Il décida de réveiller Tholya, sa fût femme de chambre, cette femme Aliénée qui l'avait jadis accompagné à toutes ses destinations et qui restait à présent sa seule compagnie. Il rentra dans la tente pour la trouver éveillée. Elle ne dormait pas. Comment le pourrait-elle lorsque son maître, était sur pied depuis plusieurs minutes.

          - « Remettons-nous en route, Erik, lui lança-t-elle dès qu'il fut entré.

          - Oui. »

       De toute façon, aucun sommeil ne saurait être reposant avant qu'il n'eût rattrapé le seigneur nomade Kaal In'Ov et sa troupe d'Aliénés, parmi lesquelles le seul recensé à pouvoir moduler les couches supérieures de la lithosphère. Le premier suspect à la source de ce violent tremblement de terre parfaitement localisé, autant temporellement et par sa position géographique, que dans son intensité.

         Ils marchaient depuis plusieurs heures à présent. Le soleil transparaissait au travers des nuages. Un point blanc déchirant le voile gris qui couvrait le ciel. Et depuis le matin, chaque pas raffermissait un peu plus la colère d'Erik. Lui, un homme si charmant et souriant. Un homme au tempérament si calme et patient. Il sentait tous les jours son sang bouillir dans ses veines, un peu plus chaque seconde de son réveil à son coucher. Cela durait depuis une semaine. Il ne se reconnaissait plus lui-même, rongé de l'intérieur par un feu dont il était le combustible et la victime. Le lac gelé qu'ils longeaient reflétait la peau rougie de ses joues et son regard cinglant. D'ailleurs il ne le contrôlait plus. Les nerfs à vif, ses yeux se tournaient instinctivement vers chaque bruit alentour qui, s'il s'avérait relier à une forme de vie, devrait assumer d'endurer le courroux de la rancune qu'Erik portait. Il se savait au bord d'exploser mais ne parvenait à se calmer. Il entendait son cœur battre dans ses tempes. Il sentait la veine qui séparait son front en deux dans ses moments de tension palpiter. Mais il ne devait pas craquer car Tholya en subissait aussi les effets. Ses deux pieds se sont plantés dans la neige. Il se fixait dans le lac, les poings serrés au point où des gouttes de sang vinrent tinter d'écarlate la surface du lac. Il ne regardait plus que l'eau du lac. Et elle était trouble à présent. Agitée. Sa vision était embrumée par les larmes inondant son visage.
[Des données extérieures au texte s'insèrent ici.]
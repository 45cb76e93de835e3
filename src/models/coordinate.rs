//! Coordinate model for geographic points

use std::fmt;

use serde::{Deserialize, Serialize};

use crate::error::ReachMapError;

/// A point in decimal degrees
#[derive(Debug, Serialize, Deserialize, Clone, Copy, PartialEq)]
pub struct Coordinate {
    /// Latitude in decimal degrees
    pub latitude: f64,
    /// Longitude in decimal degrees
    pub longitude: f64,
}

impl Coordinate {
    #[must_use]
    pub fn new(latitude: f64, longitude: f64) -> Self {
        Self {
            latitude,
            longitude,
        }
    }

    /// Whether the point lies within [-90, 90] x [-180, 180]. Not enforced anywhere.
    #[must_use]
    pub fn is_within_bounds(&self) -> bool {
        (-90.0..=90.0).contains(&self.latitude) && (-180.0..=180.0).contains(&self.longitude)
    }

    /// Wire order used by the isochrone service: `[longitude, latitude]`
    #[must_use]
    pub fn to_lon_lat(&self) -> [f64; 2] {
        [self.longitude, self.latitude]
    }

    /// Parse `"lat, lon"` text. Exactly one comma is expected; both halves must be
    /// finite numbers.
    ///
    /// Input with more than two comma separated parts, such as `"51.5, -0.1, 3"`,
    /// is rejected rather than truncated to its first two values.
    pub fn parse_lat_lon(input: &str) -> crate::Result<Self> {
        let (lat, lon) = input
            .split_once(',')
            .ok_or_else(|| ReachMapError::invalid_input("Invalid coordinates entered."))?;

        let latitude = parse_number(lat)?;
        let longitude = parse_number(lon)?;
        Ok(Self::new(latitude, longitude))
    }
}

fn parse_number(half: &str) -> crate::Result<f64> {
    half.trim()
        .parse::<f64>()
        .ok()
        .filter(|value| value.is_finite())
        .ok_or_else(|| ReachMapError::invalid_input("Invalid coordinates entered."))
}

impl fmt::Display for Coordinate {
    fn fmt(&self, f: &mut fmt::Formatter<'_>) -> fmt::Result {
        write!(f, "{}, {}", self.latitude, self.longitude)
    }
}

#[cfg(test)]
mod tests {
    use super::*;
    use rstest::rstest;

    #[rstest]
    #[case("51.5, -0.1", 51.5, -0.1)]
    #[case("51.5,-0.1", 51.5, -0.1)]
    #[case("  -33.8688 ,151.2093 ", -33.8688, 151.2093)]
    #[case("0,0", 0.0, 0.0)]
    fn test_parse_lat_lon(#[case] input: &str, #[case] lat: f64, #[case] lon: f64) {
        let coordinate = Coordinate::parse_lat_lon(input).unwrap();
        assert_eq!(coordinate, Coordinate::new(lat, lon));
    }

    #[rstest]
    #[case("London, UK")]
    #[case("51.5,")]
    #[case(",0.1")]
    #[case("51.5, -0.1, 3")]
    #[case("NaN, 1")]
    #[case("51.5")]
    fn test_parse_lat_lon_rejects(#[case] input: &str) {
        let err = Coordinate::parse_lat_lon(input).unwrap_err();
        assert!(matches!(err, ReachMapError::InvalidInput { .. }));
        assert_eq!(err.user_message(), "Invalid coordinates entered.");
    }

    #[test]
    fn test_display_round_trips_through_parse() {
        let coordinate = Coordinate::new(51.505, -0.09);
        assert_eq!(coordinate.to_string(), "51.505, -0.09");
        assert_eq!(Coordinate::parse_lat_lon(&coordinate.to_string()).unwrap(), coordinate);
    }

    #[test]
    fn test_lon_lat_order() {
        assert_eq!(Coordinate::new(51.5, -0.1).to_lon_lat(), [-0.1, 51.5]);
    }

    #[test]
    fn test_bounds() {
        assert!(Coordinate::new(90.0, -180.0).is_within_bounds());
        assert!(!Coordinate::new(91.0, 0.0).is_within_bounds());
        assert!(!Coordinate::new(0.0, 180.5).is_within_bounds());
    }
}
//! Data models for the map controller
//!
//! - Coordinate: geographic points and `"lat, lon"` text parsing
//! - Travel: travel profiles and per-submit queries
//! - Overlay: overlay handles, tags, styles and the opaque geo document

pub mod coordinate;
pub mod overlay;
pub mod travel;

pub use coordinate::Coordinate;
pub use overlay::{GeoDocument, Overlay, OverlayId, OverlayStyle, OverlayTag};
pub use travel::{Profile, TravelQuery};
// Local crates
use crate::parser::{
    extractor::{
        CQI_MARKER, DLSCH_MARKER, Extraction, MAC_BYTES_MARKER, ULSCH_MARKER, extract_cqi,
        extract_dlsch, extract_mac_bytes, extract_rsrp, extract_ue_id, extract_ulsch,
    },
    models::{MetricRecord, UeMetrics},
};

// External crates
use std::io;
use std::path::{Path, PathBuf};
use tracing::instrument;

/// Reasons a log snapshot could not be scanned at all.
///
/// A readable snapshot without any recognizable line is *not* an error; it
/// yields an empty [`UeMetrics`].
#[derive(Debug, thiserror::Error)]
pub enum ScanError {
    /// The file does not exist.
    #[error("log file {0} not found")]
    NotFound(PathBuf),
    /// Any other read failure, including non UTF-8 content.
    #[error("failed to read log file {path}: {source}")]
    Io {
        /// File that failed to read.
        path: PathBuf,
        /// Underlying I/O error.
        #[source]
        source: io::Error,
    },
}

impl ScanError {
    /// Maps `NotFound` to [`ScanError::NotFound`], everything else to [`ScanError::Io`].
    pub fn from_io(path: &Path, source: io::Error) -> Self {
        if source.kind() == io::ErrorKind::NotFound {
            ScanError::NotFound(path.to_path_buf())
        } else {
            ScanError::Io {
                path: path.to_path_buf(),
                source,
            }
        }
    }
}

/// Bookkeeping for one scan, used for debug logging and self metrics.
#[derive(Debug, Default, Clone, Copy, PartialEq, Eq)]
pub struct ScanReport {
    /// Lines fed to the accumulator.
    pub lines: usize,
    /// Lines seen before any `UE RNTI` marker.
    pub orphan_lines: usize,
    /// Metric lines whose marker matched but whose values could not be read.
    pub malformed_lines: usize,
}

/// Result of scanning one full snapshot of the log.
#[derive(Debug, Default, Clone, PartialEq)]
pub struct Snapshot {
    /// Records keyed by UE identifier.
    pub metrics: UeMetrics,
    /// Line counters for the scan.
    pub report: ScanReport,
}

/// Line-by-line state machine that attributes metric lines to the most
/// recently announced UE.
#[derive(Debug, Default)]
pub struct Accumulator {
    metrics: UeMetrics,
    current_ue: Option<String>,
    report: ScanReport,
}

impl Accumulator {
    /// Empty accumulator with no current UE.
    pub fn new() -> Self {
        Self::default()
    }

    /// Feed one line. Lines must be fed in file order.
    pub fn push_line(&mut self, raw: &str) {
        let line = raw.trim();
        self.report.lines += 1;

        if let Extraction::Value(ue_id) = extract_ue_id(line) {
            tracing::debug!(ue_id, "Found UE identifier");
            let record = self
                .metrics
                .entry(ue_id.to_string())
                .or_insert_with(|| MetricRecord::new(ue_id));

            match extract_rsrp(line) {
                Extraction::Value(rsrp) => {
                    tracing::debug!(ue_id, rsrp, "Found downlink RSRP");
                    record.downlink.rsrp = Some(rsrp);
                }
                Extraction::Malformed => self.report.malformed_lines += 1,
                Extraction::Absent => {}
            }

            self.current_ue = Some(ue_id.to_string());
            return;
        }

        let Some(ue_id) = self.current_ue.as_deref() else {
            self.report.orphan_lines += 1;
            return;
        };
        let Some(record) = self.metrics.get_mut(ue_id) else {
            return;
        };

        let malformed = if line.contains(CQI_MARKER) {
            let cqi = extract_cqi(line);
            if let Extraction::Value(value) = cqi {
                tracing::debug!(ue_id, cqi = value, "Found downlink CQI");
                record.downlink.cqi = Some(value);
            }
            cqi.is_malformed()
        } else if line.contains(DLSCH_MARKER) {
            let outcome = extract_dlsch(line);
            if let Extraction::Value(dl) = outcome {
                tracing::debug!(ue_id, bler = dl.bler, mcs = dl.mcs, "Found downlink BLER and MCS");
                record.downlink.bler = Some(dl.bler);
                record.downlink.mcs = Some(dl.mcs);
            }
            outcome.is_malformed()
        } else if line.contains(ULSCH_MARKER) {
            let outcome = extract_ulsch(line);
            if let Extraction::Value(ul) = outcome {
                tracing::debug!(ue_id, bler = ul.bler, mcs = ul.mcs, "Found uplink BLER and MCS");
                record.uplink.bler = Some(ul.bler);
                record.uplink.mcs = Some(ul.mcs);
            }
            outcome.is_malformed()
        } else if line.contains(MAC_BYTES_MARKER) {
            let counters = extract_mac_bytes(line);
            if let Extraction::Value(bytes) = counters {
                tracing::debug!(ue_id, tx = bytes.tx, rx = bytes.rx, "Found MAC byte counters");
                record.downlink.transmitted_bytes = Some(bytes.tx);
                record.uplink.transmitted_bytes = Some(bytes.rx);
            }
            counters.is_malformed()
        } else {
            false
        };

        if malformed {
            tracing::trace!(ue_id, line, "Metric marker present but values unreadable, keeping previous values");
            self.report.malformed_lines += 1;
        }
    }

    /// Consume the accumulator and return what it collected.
    pub fn finish(self) -> Snapshot {
        Snapshot {
            metrics: self.metrics,
            report: self.report,
        }
    }
}

/// Scan a full snapshot of the log text.
pub fn accumulate(content: &str) -> Snapshot {
    let mut acc = Accumulator::new();
    for line in content.lines() {
        acc.push_line(line);
    }
    acc.finish()
}

/// Read `path` and scan it. A file that cannot be read yields `Err`; this is
/// the only way a scan produces "no metrics" rather than an empty mapping.
#[instrument(
    name = "ue_metrics_parser::scan_file",
    target = "parser::accumulator",
    skip_all,
    fields(path = %path.display()),
    level = "debug"
)]
pub async fn scan_file(path: &Path) -> Result<Snapshot, ScanError> {
    let content = tokio::fs::read_to_string(path)
        .await
        .map_err(|e| ScanError::from_io(path, e))?;

    let snapshot = accumulate(&content);

    tracing::debug!(
        ue_count = snapshot.metrics.len(),
        lines = snapshot.report.lines,
        orphan_lines = snapshot.report.orphan_lines,
        malformed_lines = snapshot.report.malformed_lines,
        "Scanned log snapshot"
    );
    Ok(snapshot)
}

#[cfg(test)]
mod tests {
    use super::*;
    use std::io::Write;

    const SINGLE_UE: &str = "\
UE RNTI a37f: average RSRP -75
UE a37f: CQI 11
UE a37f: dlsch_rounds 1/0/0/0, dlsch_errors 0, BLER 0.02 MCS 9
UE a37f: ulsch_rounds 1/0/0/0, ulsch_errors 0, BLER 0.01 MCS 8
UE a37f: MAC: TX 1000 RX 500 bytes
";

    #[test]
    fn end_to_end_single_ue() {
        let snapshot = accumulate(SINGLE_UE);
        let record = &snapshot.metrics["a37f"];

        assert_eq!(snapshot.metrics.len(), 1);
        assert_eq!(record.ue_id, "a37f");
        assert_eq!(record.downlink.rsrp, Some(-75));
        assert_eq!(record.downlink.cqi, Some(11));
        assert_eq!(record.downlink.bler, Some(0.02));
        assert_eq!(record.downlink.mcs, Some(9));
        assert_eq!(record.downlink.transmitted_bytes, Some(1000));
        assert_eq!(record.uplink.bler, Some(0.01));
        assert_eq!(record.uplink.mcs, Some(8));
        assert_eq!(record.uplink.prb, 0);
        assert_eq!(record.uplink.snr, 0);
        assert_eq!(record.uplink.transmitted_bytes, Some(500));
        assert!(record.is_complete());
        assert_eq!(snapshot.report.lines, 5);
        assert_eq!(snapshot.report.malformed_lines, 0);
    }

    #[test]
    fn scanning_is_deterministic() {
        assert_eq!(accumulate(SINGLE_UE), accumulate(SINGLE_UE));
    }

    #[test]
    fn metric_lines_stay_with_their_own_ue() {
        let content = "\
UE RNTI a37f: average RSRP -75
UE a37f: CQI 11
UE a37f: MAC: TX 1000 RX 500 bytes
UE RNTI b210: average RSRP -90
UE b210: dlsch_rounds 4/1/0/0, BLER 0.30 MCS 3
";
        let metrics = accumulate(content).metrics;
        let a = &metrics["a37f"];
        let b = &metrics["b210"];

        assert_eq!(a.downlink.rsrp, Some(-75));
        assert_eq!(a.downlink.cqi, Some(11));
        assert_eq!(a.downlink.bler, None);
        assert_eq!(a.downlink.mcs, None);

        assert_eq!(b.downlink.rsrp, Some(-90));
        assert_eq!(b.downlink.cqi, None);
        assert_eq!(b.downlink.bler, Some(0.30));
        assert_eq!(b.downlink.mcs, Some(3));
        assert_eq!(b.downlink.transmitted_bytes, None);
        assert_eq!(b.uplink.transmitted_bytes, None);
    }

    #[test]
    fn trailing_line_overwrites_only_its_fields() {
        let initial = accumulate(SINGLE_UE).metrics;
        let extended = format!("{SINGLE_UE}UE a37f: dlsch_rounds 2/0/0/0, BLER 0.05 MCS 12\n");
        let updated = accumulate(&extended).metrics;

        let before = &initial["a37f"];
        let after = &updated["a37f"];
        assert_eq!(after.downlink.bler, Some(0.05));
        assert_eq!(after.downlink.mcs, Some(12));
        assert_eq!(after.downlink.rsrp, before.downlink.rsrp);
        assert_eq!(after.downlink.cqi, before.downlink.cqi);
        assert_eq!(after.downlink.transmitted_bytes, before.downlink.transmitted_bytes);
        assert_eq!(after.uplink, before.uplink);
    }

    #[test]
    fn malformed_line_keeps_previous_values() {
        let content = format!("{SINGLE_UE}UE a37f: dlsch_rounds 3/0/0/0, dlsch_errors 0\n");
        let snapshot = accumulate(&content);
        let record = &snapshot.metrics["a37f"];

        assert_eq!(record.downlink.bler, Some(0.02));
        assert_eq!(record.downlink.mcs, Some(9));
        assert_eq!(snapshot.report.malformed_lines, 1);
    }

    #[test]
    fn lines_before_any_ue_are_ignored() {
        let content = "\
UE a37f: CQI 11
UE a37f: MAC: TX 1000 RX 500 bytes
UE RNTI a37f: average RSRP -75
";
        let snapshot = accumulate(content);
        let record = &snapshot.metrics["a37f"];

        assert_eq!(record.downlink.cqi, None);
        assert_eq!(record.downlink.transmitted_bytes, None);
        assert_eq!(record.downlink.rsrp, Some(-75));
        assert_eq!(snapshot.report.orphan_lines, 2);
    }

    #[test]
    fn repeated_identifier_keeps_existing_record() {
        let content = "\
UE RNTI a37f: average RSRP -75
UE a37f: CQI 11
UE RNTI a37f in-sync
";
        let record = &accumulate(content).metrics["a37f"];
        assert_eq!(record.downlink.rsrp, Some(-75));
        assert_eq!(record.downlink.cqi, Some(11));
    }

    #[test]
    fn cqi_marker_takes_priority_over_schedule_markers() {
        let content = "\
UE RNTI a37f: average RSRP -75
UE a37f: CQI 7 dlsch_rounds 1/0/0/0, BLER 0.50 MCS 2
";
        let record = &accumulate(content).metrics["a37f"];
        assert_eq!(record.downlink.cqi, Some(7));
        assert_eq!(record.downlink.bler, None);
    }

    #[test]
    fn downlink_only_ue_is_incomplete() {
        let content = "\
UE RNTI a37f: average RSRP -75
UE a37f: CQI 11
UE a37f: dlsch_rounds 1/0/0/0, BLER 0.02 MCS 9
";
        let record = &accumulate(content).metrics["a37f"];
        assert!(!record.downlink.is_complete());
        assert!(!record.is_complete());
    }

    #[test]
    fn empty_input_yields_empty_mapping() {
        let snapshot = accumulate("");
        assert!(snapshot.metrics.is_empty());
        assert_eq!(snapshot.report, ScanReport::default());
    }

    #[tokio::test]
    async fn scan_file_reads_snapshot() {
        let mut file = tempfile::NamedTempFile::new().unwrap();
        file.write_all(SINGLE_UE.as_bytes()).unwrap();

        let snapshot = scan_file(file.path()).await.unwrap();
        assert!(snapshot.metrics["a37f"].is_complete());
    }

    #[tokio::test]
    async fn scan_file_reports_missing_file() {
        let dir = tempfile::tempdir().unwrap();
        let missing = dir.path().join("nrMAC_stats.log");

        let err = scan_file(&missing).await.unwrap_err();
        assert!(matches!(err, ScanError::NotFound(path) if path == missing));
    }
}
           Une main lourde de réconfort et de compassions se posa sur son épaule. Tholya pleurait également, mais, pour sa part, ne le voulait pas nécessairement. Il se retourna vers elle. Un cercle centré sur la position de Tholya montrait une rupture nette avec le manteau de neige : sur un rayon de vingt mètres, de la boue avait remplacé le tapis blanc en dégageant une légère fumée.

Il devait se calmer maintenant. Attraper la corde salvatrice qui le mènerait vers un minuscule point de lumière dans cet océan de ténèbres. Il devait attacher sa conscience à ce qu'il lui restait. Et il lui restait Tholya, l'Arcane du Soleil. Elle lui murmura d'une voix douce mais autoritaire :

          - « Arrête ! Calme-toi, maintenant. »



Note de l'auteur : Tholya a une pyro-floraison. Elle appartient à la deuxième génération des Hommes fleuris, ceux possédant des floraisons simples, les floraisons « originelles », avant les premiers cas du phénomène du Multi-floraison.